//! Change notifications.
//!
//! Listeners register at four granularities:
//! - the whole database (every commit)
//! - one collection (when its contents were replaced)
//! - one document (when its version changed)
//! - one field of one document (when its value changed)
//!
//! Each commit runs one notification pass, after the store is consistent.
//! Mutations issued by a handler are deferred until the pass completes.
//!
//! # Example
//!
//! ```ignore
//! let id = db.subscribe_field("person", "p1", "age", |_db, event| {
//!     println!("age {:?} -> {:?}", event.prev, event.next);
//! });
//! db.update_doc("person", "p1", Patch::new().set("age", 11), None)?;
//! db.unsubscribe(id);
//! ```

mod manager;
mod types;

pub(crate) use manager::{Commit, ListenerRegistry};
pub use types::{
    CollectionEvent, CollectionListener, DbEvent, DbListener, DocEvent, DocListener, FieldEvent,
    FieldListener, ListenerId,
};
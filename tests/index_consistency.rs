//! Property tests: indexes track the document set through any mutation
//! sequence, and undo walks back to the starting state.

use localdb::{
    default_comparator, CollectionConfig, Db, DbConfig, DbError, Document, FieldConfig, FieldKind,
    IndexDirection, Patch, TxOptions,
};
use proptest::prelude::*;
use serde_json::{json, Map, Value};

#[derive(Clone, Debug)]
enum Op {
    Set { id: u8, age: Option<Value> },
    Update { id: u8, age: Option<Value> },
    Delete { id: u8 },
    Batch { ids: Vec<u8> },
    Failing { id: u8, age: Option<Value> },
}

fn age_strategy() -> impl Strategy<Value = Option<Value>> {
    prop_oneof![
        6 => (0i64..5).prop_map(|n| Some(json!(n))),
        1 => Just(Some(Value::Null)),
        1 => Just(None),
    ]
}

fn op_strategy() -> impl Strategy<Value = Op> {
    prop_oneof![
        (0u8..8, age_strategy()).prop_map(|(id, age)| Op::Set { id, age }),
        (0u8..8, age_strategy()).prop_map(|(id, age)| Op::Update { id, age }),
        (0u8..8).prop_map(|id| Op::Delete { id }),
        prop::collection::vec(0u8..8, 0..4).prop_map(|ids| Op::Batch { ids }),
        (0u8..8, age_strategy()).prop_map(|(id, age)| Op::Failing { id, age }),
    ]
}

fn person_db(direction: IndexDirection) -> Db {
    let db = Db::new(DbConfig::default()).unwrap();
    db.define_collection(
        "person",
        CollectionConfig::new().field("age", FieldConfig::number().nullable().index(direction)),
        None,
    )
    .unwrap();
    db
}

fn make_doc(id: u8, age: &Option<Value>) -> Document {
    let mut fields = Map::new();
    fields.insert("id".into(), json!(format!("p{id}")));
    if let Some(age) = age {
        fields.insert("age".into(), age.clone());
    }
    Document::new(fields)
}

fn age_patch(age: &Option<Value>) -> Patch {
    match age {
        Some(age) => Patch::new().set("age", age.clone()),
        None => Patch::new().unset("age"),
    }
}

fn apply(db: &Db, op: &Op, options: Option<TxOptions>) {
    let tolerant = Some(options.clone().unwrap_or_default().ignore_not_found().idempotent());
    match op {
        Op::Set { id, age } => db.set_doc("person", make_doc(*id, age), options).unwrap(),
        Op::Update { id, age } => db
            .update_doc("person", &format!("p{id}"), age_patch(age), tolerant)
            .unwrap(),
        Op::Delete { id } => db
            .delete_doc("person", &format!("p{id}"), tolerant)
            .unwrap(),
        Op::Batch { ids } => db
            .delete_docs(
                "person",
                ids.iter().map(|id| format!("p{id}")).collect(),
                tolerant,
            )
            .unwrap(),
        Op::Failing { id, age } => {
            let result: localdb::Result<()> = db.tx(options, |db| {
                db.set_doc("person", make_doc(*id, age), None)?;
                Err(DbError::Aborted("property".into()))
            });
            assert!(result.is_err());
        }
    }
}

fn assert_index_matches(db: &Db, direction: IndexDirection) {
    let indexed = db.docs_order_by("person", "age").unwrap();

    let mut expected: Vec<Document> = db.collection("person").unwrap().docs().cloned().collect();
    let compare = default_comparator(FieldKind::Number, direction).unwrap();
    expected.sort_by(|a, b| compare(a.get("age"), b.get("age")));

    let keys = |docs: &[Document]| -> Vec<Option<Value>> {
        docs.iter().map(|d| d.get("age").cloned()).collect()
    };
    assert_eq!(keys(&indexed), keys(&expected));

    let mut indexed_ids: Vec<&str> = indexed.iter().map(|d| d.id().unwrap()).collect();
    let mut expected_ids: Vec<&str> = expected.iter().map(|d| d.id().unwrap()).collect();
    indexed_ids.sort();
    expected_ids.sort();
    assert_eq!(indexed_ids, expected_ids);
}

proptest! {
    #![proptest_config(ProptestConfig::with_cases(64))]

    #[test]
    fn test_index_matches_resort(ops in prop::collection::vec(op_strategy(), 1..40), desc in any::<bool>()) {
        let direction = if desc { IndexDirection::Desc } else { IndexDirection::Asc };
        let db = person_db(direction);
        for op in &ops {
            apply(&db, op, None);
            assert_index_matches(&db, direction);
        }
    }

    #[test]
    fn test_undo_all_restores_start(ops in prop::collection::vec(op_strategy(), 1..20)) {
        let db = person_db(IndexDirection::Asc);
        db.set_docs(
            "person",
            (0..4).map(|id| make_doc(id, &Some(json!(id)))).collect(),
            None,
        )
        .unwrap();
        let start = db.snapshot();

        let mut states = vec![db.snapshot()];
        for op in &ops {
            apply(&db, op, Some(TxOptions::new().undoable()));
            if !db.equals(states.last().unwrap()) {
                states.push(db.snapshot());
            }
        }
        prop_assert_eq!(db.history_len(), states.len() - 1);

        while db.can_undo() {
            db.undo().unwrap();
            states.pop();
            prop_assert!(db.equals(states.last().unwrap()));
            assert_index_matches(&db, IndexDirection::Asc);
        }
        prop_assert!(db.equals(&start));
    }
}
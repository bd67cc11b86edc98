//! Integration tests for the document store.

use localdb::{
    CollectionConfig, CollectionUpdate, Db, DbConfig, DocUpdate, Document, FieldConfig,
    ForeignComputeRule, IndexDirection, Patch, Query, TxOptions,
};
use serde_json::{json, Map, Value};
use std::cell::RefCell;
use std::collections::BTreeMap;
use std::rc::Rc;

fn doc(value: Value) -> Document {
    Document::from_value(value).unwrap()
}

fn init_tracing() {
    let _ = tracing_subscriber::fmt()
        .with_test_writer()
        .with_max_level(tracing::Level::TRACE)
        .try_init();
}

fn person_db() -> Db {
    init_tracing();
    let db = Db::new(DbConfig::default()).unwrap();
    db.define_collection(
        "person",
        CollectionConfig::new()
            .field("name", FieldConfig::string().index(IndexDirection::Asc))
            .field("age", FieldConfig::number().nullable().index(IndexDirection::Asc)),
        Some(vec![
            doc(json!({"id": "p1", "age": 10})),
            doc(json!({"id": "p2", "age": 18})),
        ]),
    )
    .unwrap();
    db
}

fn age(db: &Db, id: &str) -> Option<Value> {
    db.doc("person", id)
        .unwrap()
        .and_then(|d| d.get("age").cloned())
}

fn ids(docs: &[Document]) -> Vec<&str> {
    docs.iter().map(|d| d.id().unwrap()).collect()
}

// --- Realistic Workflow Tests ---

#[test]
fn test_update_notify_undo_redo() {
    let db = person_db();
    let doc_calls = Rc::new(RefCell::new(Vec::new()));
    let field_calls = Rc::new(RefCell::new(Vec::new()));

    let calls = doc_calls.clone();
    db.subscribe_doc("person", "p1", move |_db, event| {
        calls.borrow_mut().push((
            event.next.cloned(),
            event.prev.cloned(),
            event.change.cloned(),
        ));
    });

    let calls = field_calls.clone();
    db.subscribe_field("person", "p1", "age", move |_db, event| {
        calls.borrow_mut().push((
            event.next.cloned(),
            event.prev.cloned(),
            event.next_doc.cloned(),
            event.prev_doc.cloned(),
        ));
    });

    db.update_doc(
        "person",
        "p1",
        Patch::new().set("age", 11),
        Some(TxOptions::new().undoable()),
    )
    .unwrap();

    let p1_10 = doc(json!({"id": "p1", "age": 10}));
    let p1_11 = doc(json!({"id": "p1", "age": 11}));
    assert_eq!(db.doc("person", "p1").unwrap(), Some(p1_11.clone()));

    assert_eq!(
        doc_calls.borrow().as_slice(),
        &[(
            Some(p1_11.clone()),
            Some(p1_10.clone()),
            Some(Patch::new().set("age", 11))
        )]
    );
    assert_eq!(
        field_calls.borrow().as_slice(),
        &[(
            Some(json!(11)),
            Some(json!(10)),
            Some(p1_11.clone()),
            Some(p1_10.clone())
        )]
    );

    db.undo().unwrap();
    assert_eq!(db.doc("person", "p1").unwrap(), Some(p1_10));
    assert!(db.can_redo());
    assert!(!db.can_undo());

    db.redo().unwrap();
    assert_eq!(db.doc("person", "p1").unwrap(), Some(p1_11));
    assert_eq!(doc_calls.borrow().len(), 3);
}

#[test]
fn test_owner_and_cars_stay_in_sync() {
    let db = Db::new(DbConfig::default()).unwrap();

    // car.owner -> person.cars
    db.define_collection(
        "car",
        CollectionConfig::new()
            .field("owner", FieldConfig::string().nullable())
            .foreign_compute(ForeignComputeRule::new(&["person"], |db, changes| {
                let mut patches: BTreeMap<String, Patch> = BTreeMap::new();
                for change in changes {
                    let car_id = change
                        .next
                        .as_ref()
                        .or(change.prev.as_ref())
                        .and_then(|d| d.id())
                        .unwrap_or_default()
                        .to_string();
                    let before = change.prev.as_ref().and_then(|d| d.get("owner")).cloned();
                    let after = change.next.as_ref().and_then(|d| d.get("owner")).cloned();
                    if before == after {
                        continue;
                    }
                    let person = db.collection("person")?;
                    let mut edit = |owner: &Value, add: bool| {
                        let Some(owner) = owner.as_str() else { return };
                        let cars = patches
                            .get(owner)
                            .and_then(|p| p.get("cars").cloned().flatten())
                            .or_else(|| person.get(owner).and_then(|d| d.get("cars").cloned()))
                            .unwrap_or_else(|| json!([]));
                        let mut cars: Vec<Value> = cars.as_array().cloned().unwrap_or_default();
                        cars.retain(|c| c != &json!(car_id));
                        if add {
                            cars.push(json!(car_id));
                        }
                        patches.insert(owner.to_string(), Patch::new().set("cars", cars));
                    };
                    if let Some(owner) = &before {
                        edit(owner, false);
                    }
                    if let Some(owner) = &after {
                        edit(owner, true);
                    }
                }
                db.update_docs("person", patches, Some(TxOptions::new().ignore_not_found()))
            })),
        None,
    )
    .unwrap();

    db.define_collection(
        "person",
        CollectionConfig::new().field("cars", FieldConfig::new(localdb::FieldKind::Array)),
        Some(vec![
            doc(json!({"id": "ann", "cars": []})),
            doc(json!({"id": "bob", "cars": []})),
        ]),
    )
    .unwrap();

    let cars = |db: &Db, id: &str| db.doc("person", id).unwrap().unwrap().get("cars").cloned();

    db.set_doc(
        "car",
        doc(json!({"id": "c1", "owner": "ann"})),
        Some(TxOptions::new().undoable()),
    )
    .unwrap();
    assert_eq!(cars(&db, "ann"), Some(json!(["c1"])));

    db.update_doc(
        "car",
        "c1",
        Patch::new().set("owner", "bob"),
        Some(TxOptions::new().undoable()),
    )
    .unwrap();
    assert_eq!(cars(&db, "ann"), Some(json!([])));
    assert_eq!(cars(&db, "bob"), Some(json!(["c1"])));

    // One history entry covers the car and both people
    db.undo().unwrap();
    assert_eq!(cars(&db, "ann"), Some(json!(["c1"])));
    assert_eq!(cars(&db, "bob"), Some(json!([])));

    db.redo().unwrap();
    assert_eq!(cars(&db, "bob"), Some(json!(["c1"])));

    db.delete_doc("car", "c1", None).unwrap();
    assert_eq!(cars(&db, "bob"), Some(json!([])));
}

#[test]
fn test_grouped_transaction_notifies_once() {
    let db = person_db();
    let passes = Rc::new(RefCell::new(0));
    let counter = passes.clone();
    db.subscribe_db(move |_db, _event| *counter.borrow_mut() += 1);

    db.tx(None, |db| -> localdb::Result<()> {
        db.update_doc("person", "p1", Patch::new().set("age", 1), None)?;
        db.update_doc("person", "p2", Patch::new().set("age", 2), None)?;
        db.set_doc("person", doc(json!({"id": "p3", "age": 3})), None)?;
        Ok(())
    })
    .unwrap();

    assert_eq!(*passes.borrow(), 1);
    assert_eq!(db.collection("person").unwrap().len(), 3);
}

#[test]
fn test_listener_order_and_context() {
    let db = person_db();
    let log = Rc::new(RefCell::new(Vec::new()));

    let l = log.clone();
    db.subscribe_db(move |_db, event| {
        l.borrow_mut().push(format!("db:{}", event.context["source"]));
    });
    let l = log.clone();
    db.subscribe_collection("person", move |_db, event| {
        l.borrow_mut().push(format!("collection:{}", event.context["source"]));
    });
    let l = log.clone();
    db.subscribe_doc("person", "p1", move |_db, event| {
        l.borrow_mut().push(format!("doc:{}", event.context["source"]));
    });
    let l = log.clone();
    db.subscribe_field("person", "p1", "age", move |_db, event| {
        l.borrow_mut().push(format!("field:{}", event.context["source"]));
    });

    let mut context = Map::new();
    context.insert("source".into(), json!("sync"));
    db.update_doc(
        "person",
        "p1",
        Patch::new().set("age", 12),
        Some(TxOptions::new().with_context(context)),
    )
    .unwrap();

    assert_eq!(
        log.borrow().as_slice(),
        &[
            "field:\"sync\"",
            "doc:\"sync\"",
            "collection:\"sync\"",
            "db:\"sync\""
        ]
    );
}

#[test]
fn test_no_event_suppresses_notification() {
    let db = person_db();
    let passes = Rc::new(RefCell::new(0));
    let counter = passes.clone();
    db.subscribe_collection("person", move |_db, _event| *counter.borrow_mut() += 1);

    db.update_doc(
        "person",
        "p1",
        Patch::new().set("age", 50),
        Some(TxOptions::new().no_event()),
    )
    .unwrap();

    assert_eq!(*passes.borrow(), 0);
    assert_eq!(age(&db, "p1"), Some(json!(50)));
}

// --- Change Completeness Tests ---

#[test]
fn test_field_listener_fires_only_on_its_field() {
    let db = person_db();
    let fired = Rc::new(RefCell::new(0));
    let counter = fired.clone();
    db.subscribe_field("person", "p1", "name", move |_db, _event| {
        *counter.borrow_mut() += 1
    });

    db.update_doc("person", "p1", Patch::new().set("age", 99), None)
        .unwrap();
    assert_eq!(*fired.borrow(), 0);

    db.update_doc("person", "p1", Patch::new().set("name", "Ann"), None)
        .unwrap();
    assert_eq!(*fired.borrow(), 1);
}

#[test]
fn test_noop_batch_is_silent() {
    let db = person_db();
    let fired = Rc::new(RefCell::new(0));
    let counter = fired.clone();
    db.subscribe_db(move |_db, _event| *counter.borrow_mut() += 1);

    let mut patches = BTreeMap::new();
    patches.insert("p1".to_string(), Patch::new().set("age", 10));
    patches.insert("p2".to_string(), Patch::new().set("age", 18));
    db.update_docs("person", patches, None).unwrap();

    db.update_docs("person", CollectionUpdate::with(|_| None), None)
        .unwrap();
    db.update_doc("person", "p1", DocUpdate::with(|_| None), None)
        .unwrap();

    assert_eq!(*fired.borrow(), 0);
}

#[test]
fn test_doc_listener_sees_delete() {
    let db = person_db();
    let seen = Rc::new(RefCell::new(None));
    let slot = seen.clone();
    db.subscribe_doc("person", "p2", move |_db, event| {
        *slot.borrow_mut() = Some((event.next.is_none(), event.prev.cloned()));
    });

    db.delete_doc("person", "p2", None).unwrap();
    assert_eq!(
        *seen.borrow(),
        Some((true, Some(doc(json!({"id": "p2", "age": 18})))))
    );
}

#[test]
fn test_unsubscribe() {
    let db = person_db();
    let fired = Rc::new(RefCell::new(0));
    let counter = fired.clone();
    let id = db.subscribe_collection("person", move |_db, _event| *counter.borrow_mut() += 1);

    db.update_doc("person", "p1", Patch::new().set("age", 1), None)
        .unwrap();
    assert!(db.unsubscribe(id));
    assert!(!db.unsubscribe(id));
    db.update_doc("person", "p1", Patch::new().set("age", 2), None)
        .unwrap();

    assert_eq!(*fired.borrow(), 1);
}

#[test]
fn test_listener_mutation_is_replayed_after_pass() {
    let db = person_db();
    let observed = Rc::new(RefCell::new(Vec::new()));

    // Keep p2 one year older than p1
    db.subscribe_field("person", "p1", "age", |db, event| {
        let next = event.next.and_then(Value::as_i64).unwrap_or(0);
        db.update_doc("person", "p2", Patch::new().set("age", next + 1), None)
            .unwrap();
    });
    let log = observed.clone();
    db.subscribe_db(move |db, _event| {
        log.borrow_mut().push(age(db, "p2"));
    });

    db.update_doc("person", "p1", Patch::new().set("age", 30), None)
        .unwrap();

    assert_eq!(age(&db, "p2"), Some(json!(31)));
    assert_eq!(
        observed.borrow().as_slice(),
        &[Some(json!(18)), Some(json!(31))]
    );
}

// --- Read Tests ---

#[test]
fn test_batch_read_keeps_order_and_holes() {
    let db = person_db();
    let docs = db.docs("person", &["p2", "missing", "p1"]).unwrap();
    assert_eq!(docs.len(), 3);
    assert_eq!(docs[0].as_ref().and_then(|d| d.id()), Some("p2"));
    assert!(docs[1].is_none());
    assert_eq!(docs[2].as_ref().and_then(|d| d.id()), Some("p1"));
}

#[test]
fn test_range_queries() {
    let db = person_db();
    db.set_docs(
        "person",
        (3..=6)
            .map(|i| doc(json!({"id": format!("p{i}"), "age": i * 10})))
            .collect(),
        None,
    )
    .unwrap();
    db.set_doc("person", doc(json!({"id": "nil", "age": null})), None)
        .unwrap();
    db.set_doc("person", doc(json!({"id": "none"})), None)
        .unwrap();

    let all = db.docs_order_by("person", "age").unwrap();
    assert_eq!(
        ids(&all),
        vec!["p1", "p2", "p3", "p4", "p5", "p6", "nil", "none"]
    );

    let q = Query::new("person", "age").start_at(30).end_at(50);
    assert_eq!(ids(&db.query(&q).unwrap()), vec!["p3", "p4", "p5"]);

    let q = Query::new("person", "age").start_after(30).end_after(50);
    assert_eq!(ids(&db.query(&q).unwrap()), vec!["p4"]);

    let q = Query::new("person", "age").start_after(18).limit(2);
    assert_eq!(ids(&db.query(&q).unwrap()), vec!["p3", "p4"]);
    assert_eq!(db.count(&Query::new("person", "age").start_at(40)).unwrap(), 5);
}

#[test]
fn test_descending_index() {
    let db = Db::new(DbConfig::default()).unwrap();
    db.define_collection(
        "score",
        CollectionConfig::new().field("points", FieldConfig::number().index(IndexDirection::Desc)),
        Some(vec![
            doc(json!({"id": "a", "points": 1})),
            doc(json!({"id": "b"})),
            doc(json!({"id": "c", "points": 3})),
            doc(json!({"id": "d", "points": 2})),
        ]),
    )
    .unwrap();

    let ordered = db.docs_order_by("score", "points").unwrap();
    assert_eq!(ids(&ordered), vec!["c", "d", "a", "b"]);

    let q = Query::new("score", "points").start_at(2);
    assert_eq!(ids(&db.query(&q).unwrap()), vec!["d", "a", "b"]);
}

#[test]
fn test_snapshot_is_isolated_from_later_writes() {
    let db = person_db();
    let before = db.snapshot();
    let p1_before = db.doc("person", "p1").unwrap().unwrap();

    db.update_doc("person", "p1", Patch::new().set("age", 77), None)
        .unwrap();

    assert_eq!(p1_before.get("age"), Some(&json!(10)));
    assert_eq!(
        before.get("person").unwrap().get("p1").unwrap().get("age"),
        Some(&json!(10))
    );
    assert!(!db.equals(&before));
    assert_eq!(db.to_json()["person"]["p1"]["age"], json!(77));
}
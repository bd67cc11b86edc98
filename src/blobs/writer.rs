//! Debounced background writer.

use super::{encode_collection, BlobStore};
use crate::error::{DbError, Result};
use crate::types::Collection;
use crossbeam_channel::{unbounded, Receiver, RecvTimeoutError, Sender};
use parking_lot::Mutex;
use std::collections::HashMap;
use std::sync::Arc;
use std::thread::{self, JoinHandle};
use std::time::{Duration, Instant};
use tracing::{debug, warn};

enum WriterMessage {
    Save {
        key: String,
        collection: Collection,
        delay: Duration,
    },
    Flush(Sender<()>),
    Shutdown,
}

struct Pending {
    collection: Collection,
    due: Instant,
}

/// Writes collections to a blob store on a background thread.
///
/// Saves for the same key are coalesced: each new save replaces the pending
/// collection and restarts its delay, so only the last version of a burst is
/// written. Dropping the writer writes everything still pending.
pub(crate) struct CollectionWriter {
    sender: Sender<WriterMessage>,
    handle: Mutex<Option<JoinHandle<()>>>,
}

impl CollectionWriter {
    pub fn spawn(store: Arc<dyn BlobStore>) -> Result<Self> {
        let (sender, receiver) = unbounded();
        let handle = thread::Builder::new()
            .name("localdb-writer".into())
            .spawn(move || run(store, receiver))?;
        Ok(Self {
            sender,
            handle: Mutex::new(Some(handle)),
        })
    }

    /// Schedule a write of `collection` under `key` after `delay` of quiet.
    pub fn schedule(&self, key: &str, collection: Collection, delay: Duration) -> Result<()> {
        self.sender
            .send(WriterMessage::Save {
                key: key.to_string(),
                collection,
                delay,
            })
            .map_err(|_| DbError::Persistence("writer thread is gone".into()))
    }

    /// Write everything pending now and wait for it.
    ///
    /// If the thread died, it is joined before the error is returned, so
    /// every later `schedule` fails too.
    pub fn flush(&self) -> Result<()> {
        let (ack, done) = crossbeam_channel::bounded(1);
        let sent = self.sender.send(WriterMessage::Flush(ack)).is_ok();
        if sent && done.recv().is_ok() {
            return Ok(());
        }
        self.reap();
        Err(DbError::Persistence("writer thread is gone".into()))
    }

    fn reap(&self) {
        if let Some(handle) = self.handle.lock().take() {
            if handle.join().is_err() {
                warn!("blob writer thread panicked");
            }
        }
    }
}

impl Drop for CollectionWriter {
    fn drop(&mut self) {
        let _ = self.sender.send(WriterMessage::Shutdown);
        self.reap();
    }
}

fn write(store: &dyn BlobStore, key: &str, collection: &Collection) {
    let result = encode_collection(collection).and_then(|bytes| store.save_blob(key, &bytes));
    match result {
        Ok(()) => debug!(key, docs = collection.len(), "collection written"),
        Err(e) => warn!(key, error = %e, "failed to write collection"),
    }
}

fn write_all(store: &dyn BlobStore, pending: &mut HashMap<String, Pending>) {
    for (key, entry) in pending.drain() {
        write(store, &key, &entry.collection);
    }
}

fn write_due(store: &dyn BlobStore, pending: &mut HashMap<String, Pending>) {
    let now = Instant::now();
    let due: Vec<String> = pending
        .iter()
        .filter(|(_, p)| p.due <= now)
        .map(|(k, _)| k.clone())
        .collect();
    for key in due {
        if let Some(entry) = pending.remove(&key) {
            write(store, &key, &entry.collection);
        }
    }
}

fn run(store: Arc<dyn BlobStore>, receiver: Receiver<WriterMessage>) {
    let mut pending: HashMap<String, Pending> = HashMap::new();

    loop {
        let next_due = pending.values().map(|p| p.due).min();
        let message = match next_due {
            Some(deadline) => match receiver.recv_deadline(deadline) {
                Ok(message) => Some(message),
                Err(RecvTimeoutError::Timeout) => None,
                Err(RecvTimeoutError::Disconnected) => Some(WriterMessage::Shutdown),
            },
            None => Some(receiver.recv().unwrap_or(WriterMessage::Shutdown)),
        };

        match message {
            Some(WriterMessage::Save {
                key,
                collection,
                delay,
            }) => {
                pending.insert(
                    key,
                    Pending {
                        collection,
                        due: Instant::now() + delay,
                    },
                );
            }
            Some(WriterMessage::Flush(ack)) => {
                write_all(store.as_ref(), &mut pending);
                let _ = ack.send(());
            }
            Some(WriterMessage::Shutdown) => {
                write_all(store.as_ref(), &mut pending);
                return;
            }
            None => write_due(store.as_ref(), &mut pending),
        }
    }
}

◇ ◇ ◇ ◇ ◇ ◇ ◇

**EXERCISE AIM**
Among the records above, find the lines where the word "Duration" appears and copy them.

**RESPONSE AREA**
use std::time::{Duration, Instant};
        delay: Duration,
    pub fn schedule(&self, key: &str, collection: Collection, delay: Duration) -> Result<()> {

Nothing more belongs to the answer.